Les estimations relatives au nombre de musulmans vivant en France oscillent entre trois et cinq millions. La vaste majorité d’entre eux sont de nationalité ou d’origine algérienne, marocaine ou tunisienne. Une petite partie sont entre autres de nationalité ou d’origine turque, irakienne, bosniaque ou ils ont la nationalité ou sont originaires d’autres pays arabes ou d’Afrique sub-saharienne. Dans les décennies qui ont suivi la Deuxième Guerre mondiale, des centaines de milliers d’immigrés du Maghreb, en particulier des Algériens, sont arrivés en quête de travail, certains dans l’idée de retourner un jour dans leur pays. Néanmoins, les politiques de regroupement familial instaurées au milieu des années 1960 ont permis à beaucoup de faire venir leurs familles en France. C’est ainsi que l’immigration de courte durée s’est transformée en installation permanente.

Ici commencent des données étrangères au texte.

use thiserror::Error;

use mk_matrix::MatrixError;

#[derive(Error, Debug)]
pub enum DeviceError {
    #[error("matrix error: {0}")]
    Matrix(#[from] MatrixError),
    #[error("device kernel '{kernel}' failed: {message}")]
    Backend { kernel: String, message: String },
}

pub type Result<T> = std::result::Result<T, DeviceError>;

Au cours des dernières années, une discussion malaisée sur la place des musulmans, et de la foi musulmane, a dominé le débat public en France. La résidence de longue durée, l’acquisition de la nationalité française et les mariages mixtes, entre autres facteurs, ont contribué à une meilleure intégration des communautés maghrébines de France.235 Toutefois, les émeutes généralisées qui ont touché les banlieues pauvres, à prédominance immigrée, de la périphérie de Paris et d’autres grandes villes en octobre et novembre 2005 ont fortement remis en question l’approche assimilationniste de la France. Alors que certains commentateurs ont tenté de faire le lien entre la révolte et l’influence de l’islam politique, la plupart des analystes s’accordent aujourd’hui à dire que les émeutes étaient en grande partie l’expression de la rage entretenue surtout chez les jeunes musulmans à l’encontre de ce qu’ils perçoivent comme une marginalisation économique et sociale.236 Samy Debah, un militant anti-discrimination, dit que son association, le Collectif contre l’islamophobie, ne cesse de recueillir des informations sur des cas de discrimination à l’embauche et au logement contre des musulmans. A son avis, « personne en France ne dirait, ‘je ne vous engage pas parce que vous êtes une femme, ou vous êtes noir, ou vous êtes juif’. Mais on peut dire, ‘je ne vous engage pas parce que vous portez le foulard’. C’est totalement acceptable. Et vous ne pouvez parler comme cela que dans un contexte politique particulier de discrimination ».237

Le débat sur l’intégration a été transposé sur le plan sécuritaire dans le contexte de la lutte contre le terrorisme et rien peut-être ne traduit plus ouvertement cet amalgame que l’accent qui est mis sur le contrôle et le façonnement de la foi musulmane en France. Au nom d’un « islam de France » dont il faut encourager l’émergence, le gouvernement français a créé, en 2003, le Conseil français du culte musulman (CFCM). Le but était de fournir au gouvernement un interlocuteur institutionnel pour les questions liées à la pratique de l’islam, ainsi qu’un organe pouvant superviser les mosquées et les salles de prière, former des imams s’exprimant en français, et organiser des services religieux dans les prisons.238 L’idée derrière la création du CFCM était surtout que les imams nés à l’étranger, dont beaucoup ne parlent pas le français et prêchent la stricte adhésion à des principes islamiques fondamentalistes, sont surreprésentés dans les lieux de culte musulman du pays. Selon cette logique, leurs enseignements sont en décalage avec les valeurs françaises et peuvent contribuer à une radicalisation. Parlant de la lutte contre la radicalisation en général, Nicolas Sarkozy, alors Ministre de l’Intérieur, avait affirmé : « Nous devons agir contre ces imams radicaux car ils sont capables d’influer sur les jeunes et les esprits faibles ».239

La loi de 2004 interdisant les signes religieux dans les écoles publiques peut également être vue sous cet éclairage. Bien que la loi interdise tous les signes qui manifestent ostensiblement une appartenance religieuse, y compris la kippa juive, le turban sikh et les grandes croix chrétiennes, elle a été tellement interprétée comme visant le foulard islamique qu’il est courant que l’on y fasse référence en l’appelant tout simplement « la loi sur le foulard ». Les partisans de l’interdiction considéraient qu’il s’agissait d’un impératif pour défendre non seulement la tradition française qu’est la laïcité, mais également la « valeur française » qu’est l’égalité des genres.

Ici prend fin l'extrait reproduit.